Мы не знаем ни одного сословия в России, которое бы не было оскорблено императорской властью. Обижены все. Последняя обида нанесена как раз в то время, когда императорская власть думала, что она творит великое дело, что она кладет первый камень великому будущему России. Мы не отвергаем важности факта, заявленного манифестом 19-го.февраля; но мы видим важность его не в том, в чем видит его важность правительство. Освобождение крестьян есть первый шаг или к великому будущему России, или к ее несчастию; к благосостоянию политическому и экономическому или к экономическому и политическому пролетариату. От
|
|
нас самих зависит, избрать путь к тому или к другому....
Мы народ запоздалый и в этом наше спасение. Мы должны благословлять судьбу, что не жили жизнью Европы. Ее несчастия, ее безвыходное положение урок для нас. Мы не хотим ее пролетариата, ее аристократизма, ее государственного начала и ее императорской власти.
До сих пор народ наш жил своею жизнью, не мешаясь в дела правительства и не понимая их, и он был прав. Правительство тоже не знало народа, да ему было и некогда за политическими бирюльками. А между тем русская мысль зрела, мы изучали экономическое и политическое устройство Европы; мы увидели, что у них неладно, и тут-то мы поняли, что имеем полнейшую возможность избегнуть жалкой участи Европы настоящего времени.
Мы похожи на новых поселенцев; нам ломать нечего. Оставимте наше народное поле в покое, как оно есть; но нам нужно выполоть ту негодную траву, которая выросла из семян, налетевших к нам с немецкими идеями об экономизме и государстве....
Если для осуществления наших стремлений — для раздела земли между народом пришлось бы вырезать сто тысяч помещиков, мы не испугались бы и этого. И это вовсе не так ужасно. Вспомните, сколько народу потеряли мы в польскую и венгерскую войну. И для чего? Из капризов Николая, и не только без всяких выгод, но на позор своей страны. Вспомните, что крымская война стоила нам 300 000 народу, что она разорила целый край, что ввела нас в громадный долг, а разве мы испугались ее? Нет, хоть она и стоила нам лучших сил страны. А разве наше дворянство лучшая рабочая сила страны? Нет. До сих пор оно стояло враждебно к народу, оно было именно тем осадком общества, куда уходило все сочувствующее царской власти, все лакействующее, все ничего не делающее, все притесняющее народ, все своекорыстное, все вредное для России. Дворянство представляло у нас постоянно элемент более чем консервативный.

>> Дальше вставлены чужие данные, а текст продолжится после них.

use anyhow::{Context, Result};
use axum::{routing::get, Router};
use futures::future::ready;
use metrics_exporter_prometheus::PrometheusHandle;
use tokio::task::JoinHandle;
use tracing::{error, info};
use tracing_subscriber::layer::SubscriberExt;
use tracing_subscriber::util::SubscriberInitExt;
use tracing_subscriber::{fmt, EnvFilter, Layer};

use stream_processor::{
    config::Config,
    metrics::{serve, setup_metrics_recorder, setup_metrics_routes},
    service::StreamProcessorService,
};

pub async fn index() -> &'static str {
    "stream processor service"
}

fn start_server(config: &Config, recorder_handle: PrometheusHandle) -> JoinHandle<()> {
    let router = Router::new()
        .route("/", get(index))
        .route("/_readiness", get(index))
        .route("/_liveness", get(|| ready("ok")));
    let router = setup_metrics_routes(router, recorder_handle);

    let bind = config.bind_address();

    tokio::task::spawn(async move {
        if let Err(e) = serve(router, &bind).await {
            error!("Failed to serve metrics on {bind}: {e:#}");
        }
    })
}

#[tokio::main]
async fn main() -> Result<()> {
    let config = Config::init_with_defaults()
        .context("Failed to load configuration from environment variables. Please check your environment setup.")?;

    // Initialize tracing
    let log_layer = fmt::layer()
        .with_target(true)
        .with_thread_ids(true)
        .with_level(true)
        .with_filter(EnvFilter::from_default_env())
        .boxed();

    tracing_subscriber::registry().with(log_layer).init();

    info!("Starting stream processor service");
    info!("Configuration loaded: {:?}", config);

    let recorder_handle = setup_metrics_recorder()?;
    let server_handle = start_server(&config, recorder_handle);
    info!("Started metrics server on {}", config.bind_address());

    let service = StreamProcessorService::new(config)
        .context("Failed to create stream processor service. Check your Kafka connection and pipeline configuration.")?;

    // Run the service (this blocks until shutdown)
    service.run().await?;

    // Clean up metrics server
    server_handle.abort();

    Ok(())
}
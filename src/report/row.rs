use crate::actual::{Account, Transaction};
use crate::resolver::NameResolver;
use serde::Deserialize;

/// Columns of the report, in order.
pub const HEADER: [&str; 7] = [
    "account", "date", "payee", "amount", "category", "notes", "error",
];

/// Rendered in place of a name that could not be resolved.
pub const PLACEHOLDER: &str = "FIXME";

/// Prefix of ledger errors in the `error` column.
pub const ERROR_MARKER: &str = "[FIXME] ";

/// One line of the report.
///
/// Field names match [`HEADER`], so a written report can be read back with
/// `csv::Reader::deserialize`.
#[derive(Debug, Clone, PartialEq, Eq, Deserialize)]
pub struct TransactionRow {
    pub account: String,
    pub date: String,
    pub payee: String,
    pub amount: String,
    pub category: String,
    pub notes: String,
    pub error: String,
}

impl TransactionRow {
    /**
    Renders a transaction of `account`.

    A transaction in an income category is written as a transfer from the category
    into the account: the category goes in the `account` column, the account in the
    `category` column, and the amount is negated. An unknown category leaves both
    columns as [`PLACEHOLDER`].
    */
    pub fn new(account: &Account, transaction: &Transaction, resolver: &NameResolver) -> Self {
        let payee = resolver
            .payee(transaction.payee.as_deref())
            .map_or(PLACEHOLDER, |p| p.name.as_str());

        let amount = i128::from(transaction.amount);
        let (account_name, category_name, amount) =
            match resolver.category(transaction.category.as_deref()) {
                None => (PLACEHOLDER, PLACEHOLDER, amount),
                Some(category) if category.is_income => {
                    (category.name.as_str(), account.name.as_str(), -amount)
                }
                Some(category) => (account.name.as_str(), category.name.as_str(), amount),
            };

        let error = transaction
            .error
            .as_deref()
            .filter(|e| !e.is_empty())
            .map(|e| format!("{}{}", ERROR_MARKER, e))
            .unwrap_or_default();

        Self {
            account: account_name.to_string(),
            date: transaction.date.clone(),
            payee: payee.to_string(),
            amount: format_amount(amount),
            category: category_name.to_string(),
            notes: transaction.notes.clone().unwrap_or_default(),
            error,
        }
    }

    /// Fields in [`HEADER`] order.
    pub fn as_record(&self) -> [&str; 7] {
        [
            self.account.as_str(),
            self.date.as_str(),
            self.payee.as_str(),
            self.amount.as_str(),
            self.category.as_str(),
            self.notes.as_str(),
            self.error.as_str(),
        ]
    }
}

/// Cents to a decimal with two fraction digits, e.g. `-4200` to `-42.00`.
pub fn format_amount(cents: i128) -> String {
    let sign = if cents < 0 { "-" } else { "" };
    let cents = cents.unsigned_abs();
    format!("{}{}.{:02}", sign, cents / 100, cents % 100)
}
//! Exporter settings read from the environment (and `.env`)

use crate::period::ReportPeriod;
use std::error::Error;
use std::path::PathBuf;

const DEFAULT_HTTP_TIMEOUT_SECS: u64 = 30;

#[derive(Debug, Clone, PartialEq)]
pub struct Config {
    pub actual_api_url: String,
    pub actual_api_key: String,
    pub budget_sync_id: String,
    pub transaction_output_dir: PathBuf,
    /// Month to export, the current one when unset.
    pub export_month: Option<ReportPeriod>,
    pub http_timeout_secs: u64,
}

impl Config {
    pub fn from_env() -> Result<Self, Box<dyn Error>> {
        Self::from_lookup(|key| dotenv::var(key).ok())
    }

    pub fn from_lookup<F>(lookup: F) -> Result<Self, Box<dyn Error>>
    where
        F: Fn(&str) -> Option<String>,
    {
        let var = |key: &str| lookup(key).filter(|value| !value.trim().is_empty());
        let required = |key: &str| {
            var(key).ok_or_else(|| format!("Missing required environment variable: {}", key))
        };

        let export_month = match var("EXPORT_MONTH") {
            Some(month) => Some(month.parse::<ReportPeriod>()?),
            None => None,
        };

        let http_timeout_secs: u64 = match var("HTTP_TIMEOUT_SECS") {
            Some(secs) => secs
                .trim()
                .parse()
                .map_err(|e| format!("Invalid HTTP_TIMEOUT_SECS {:?}: {}", secs, e))?,
            None => DEFAULT_HTTP_TIMEOUT_SECS,
        };

        Ok(Self {
            actual_api_url: required("ACTUAL_API_URL")?,
            actual_api_key: required("ACTUAL_API_KEY")?,
            budget_sync_id: required("BUDGET_SYNC_ID")?,
            transaction_output_dir: var("TRANSACTION_OUTPUT_DIR")
                .map(PathBuf::from)
                .unwrap_or_else(|| PathBuf::from(".")),
            export_month,
            http_timeout_secs,
        })
    }

    /// Configured month, or the current one.
    pub fn report_period(&self) -> Option<ReportPeriod> {
        self.export_month.or_else(ReportPeriod::current)
    }
}

#[cfg(test)]
mod tests {
    use super::*;
    use std::collections::HashMap;

    fn lookup(vars: &[(&str, &str)]) -> impl Fn(&str) -> Option<String> {
        let vars: HashMap<String, String> = vars
            .iter()
            .map(|(k, v)| (k.to_string(), v.to_string()))
            .collect();
        move |key: &str| vars.get(key).cloned()
    }

    const REQUIRED: [(&str, &str); 3] = [
        ("ACTUAL_API_URL", "http://localhost:5007/v1"),
        ("ACTUAL_API_KEY", "secret"),
        ("BUDGET_SYNC_ID", "budget-1"),
    ];

    #[test]
    fn reads_required_values_with_defaults() {
        let config = Config::from_lookup(lookup(&REQUIRED)).unwrap();

        assert_eq!(config.actual_api_url, "http://localhost:5007/v1");
        assert_eq!(config.actual_api_key, "secret");
        assert_eq!(config.budget_sync_id, "budget-1");
        assert_eq!(config.transaction_output_dir, PathBuf::from("."));
        assert_eq!(config.export_month, None);
        assert_eq!(config.http_timeout_secs, 30);
    }

    #[test]
    fn reads_optional_values() {
        let mut vars = REQUIRED.to_vec();
        vars.push(("TRANSACTION_OUTPUT_DIR", "/tmp/reports"));
        vars.push(("EXPORT_MONTH", "2024-03"));
        vars.push(("HTTP_TIMEOUT_SECS", "5"));

        let config = Config::from_lookup(lookup(&vars)).unwrap();

        assert_eq!(config.transaction_output_dir, PathBuf::from("/tmp/reports"));
        assert_eq!(config.export_month, ReportPeriod::month(2024, 3));
        assert_eq!(config.report_period(), ReportPeriod::month(2024, 3));
        assert_eq!(config.http_timeout_secs, 5);
    }

    #[test]
    fn names_missing_variable() {
        let err = Config::from_lookup(lookup(&REQUIRED[..2])).unwrap_err();

        assert!(err.to_string().contains("BUDGET_SYNC_ID"));
    }

    #[test]
    fn blank_value_counts_as_missing() {
        let mut vars = REQUIRED.to_vec();
        vars[1] = ("ACTUAL_API_KEY", "  ");

        let err = Config::from_lookup(lookup(&vars)).unwrap_err();

        assert!(err.to_string().contains("ACTUAL_API_KEY"));
    }

    #[test]
    fn rejects_malformed_export_month() {
        let mut vars = REQUIRED.to_vec();
        vars.push(("EXPORT_MONTH", "March"));

        assert!(Config::from_lookup(lookup(&vars)).is_err());
    }
}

Но нам могут заметить, что наше образование шло из дворянства, что лучшие люди были из этого сословия. Во-первых, это не совсем правда. А Ломоносов, Кольцов, Белинский? Во-вторых, лучшее, что выходило из дворянства, тотчас же отделялось от него и становилось на сторону угнетенного народа. При
разрешении вопроса об освобождении крестьян, дворянство, и из него так называемая старая аристократия, показало еще раз, чего может ожидать от него Россия. Мы увидели еще раз и убедились окончательно, что это партия плантаторов, что это помеха России на пути ее развития. Нравственные силы России, если они даже и из этого источника, они не принадлежат и не могут принадлежать дворянской партии: они составляют свое особое сословие, свой круг, непризнанный правительством, враждебный ему и дворянству, дружественный народу. Что народное, что сильно своей внутренней силой, что составляет нравственное украшение страны, то не дворянское, не правительственное. Ни один человек, способный различить только серое от черного, не примкнет к правительственной партии, не пойдет в привилегированное сословие, не воспользуется своим дворянским происхождением и титулом для притеснения народа, для своих узких, корыстных целей. Не ту пору мы переживаем. Современный честный русский не может быть другом правительства. Он друг народа. Все же враждебное народу, все эксплоатирующее его есть правительство; а все поддерживающее правительство и стремящееся не к общему равенству прав, а к привилегиям, к исключительному положению есть дворянство и партия дворянская. Это враг народа, враг России. Жалеть его нечего, как не жалеют вредные растения при расчистке огорода....
|
|
Мы хотим, чтобы власть управляющая нами была власть разумная, власть понимающая потребность страны и действующая в интересах народа. А чтобы она могла быть такой, она должна быть из самих нас — выборная и ограниченная.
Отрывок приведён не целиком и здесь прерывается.